Dampak Aturan Ganjil-Genap Terhadap Penjualan Mobil Bekas dan Sepeda Motor Baru

mobil bekas WTC 2
Pasar Mobil Bekas di WTC Mangga dua, tempat orang beli mobil bekas. Foto/Istimewa.

Jakarta – Usai Asian Games 2018 masa berlaku kebijakan sistem ganjil-genap seharusnya sudah tidak berlaku lagi. Namun melalui Pergub DKI Jakarta Nomor 92 Tahun 2018, pembatasan lalu lintas dengan sistem ganjil genap diperpanjang. Kali ini tujuannya untuk memperlancar arus lalu lintas selama penyelenggaraan Asian Para Games 2018.

Baca juga: Uji Coba Ganjil Genap Asian Games 2018, Ini Sanksi jika Melanggar

Setelah dikaji lebih dalam ternyata aturan ganjil-genap membawa banyak dampak baik. Diantaranya kepadatan kendaraan di jalan raya menjadi berkurang dari biasanya, dan tidak sedikit masyarakat yang beralih ke transportasi umum. Tidak hanya itu, rupanya sistem ganjil-genap membawa keuntungan tersendiri bagi pedagang mobil bekas di Jakarta dan sekitarnya.

Berdasarkan hasil survei Badan Pengelola Transportasi Jabodetabek (BPTJ) penjualan mobil bekas mengalami peningkatan 20 persen. Meski begitu tidak ada peningkatan kepadatan kendaraan di jalan protokol Ibu Kota.

“Ada peningkatan penjualan mobil bekas 20 persen, namun kepadatan di jalanan enggak nambah. Kecepatan tetap nambah,” kata Kepala BPTJ Bambang Prihartono, seperti dikutip dari CNNIndonesia.

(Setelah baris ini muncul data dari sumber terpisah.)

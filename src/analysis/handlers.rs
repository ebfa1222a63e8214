use axum::{
    extract::{DefaultBodyLimit, Multipart, State},
    http::StatusCode,
    routing::post,
    Json, Router,
};
use tracing::{error, info, instrument, warn};

use super::{
    client::AnalysisError,
    dto::AnalyzedFood,
    services::{analyze_food_image, image_content_type},
};
use crate::state::AppState;

pub fn analysis_routes() -> Router<AppState> {
    Router::new()
        .route("/analyze-food-image", post(analyze_image))
        .layer(DefaultBodyLimit::max(20 * 1024 * 1024)) // 20MB
}

/// POST /analyze-food-image (multipart, field `file`)
#[instrument(skip(state, mp))]
pub async fn analyze_image(
    State(state): State<AppState>,
    mut mp: Multipart,
) -> Result<Json<AnalyzedFood>, (StatusCode, String)> {
    let mut upload = None;
    while let Some(field) = mp
        .next_field()
        .await
        .map_err(|e| (StatusCode::BAD_REQUEST, e.to_string()))?
    {
        if field.name() == Some("file") {
            let content_type = image_content_type(field.content_type()).to_string();
            let data = field
                .bytes()
                .await
                .map_err(|e| (StatusCode::BAD_REQUEST, e.to_string()))?;
            upload = Some((data, content_type));
            break;
        }
    }
    let Some((data, content_type)) = upload else {
        warn!("analyze request without file");
        return Err((StatusCode::BAD_REQUEST, "file is required".into()));
    };

    match analyze_food_image(&state, data, &content_type).await {
        Ok(food) => {
            info!(food = %food.food_name, calories = food.calories, "image analyzed");
            Ok(Json(food))
        }
        Err(AnalysisError::NotConfigured) => {
            error!("image analysis requested without GOOGLE_API_KEY");
            Err((
                StatusCode::INTERNAL_SERVER_ERROR,
                AnalysisError::NotConfigured.to_string(),
            ))
        }
        Err(e) => {
            error!(error = %e, "Error analyzing food image");
            Err((
                StatusCode::INTERNAL_SERVER_ERROR,
                format!("Failed to analyze image: {e}"),
            ))
        }
    }
}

Biasanya konsumen memilih mobil bekas dengan plat nomor tertentu supaya bisa digunakan bergantian dengan kendaraan yang dimiliki. Misalkan si pemilik mobil punya kendaraan dengan plat nomor ganjil, maka mobil bekas yang dincar harus plat nomor genap.

Jajaran Sepeda motor listrik Viar di GIIAS 2018 (Foto: Santo/Carmudi)

Bila pembelian mobil bekas mengalami pertumbuhan lantas bangaimana dengan penjualan sepeda motor baru, mengingat jalan yang terkena aturan sistem ganjil-genap tidak berlaku bagi roda dua. Johannes Loman, Ketua Umum Asosiasi Industri Sepeda Motor Indonesia (AISI) mengatakan aturan ganjil-genap tidak berdampak langsung pada penjualan sepeda motor baru.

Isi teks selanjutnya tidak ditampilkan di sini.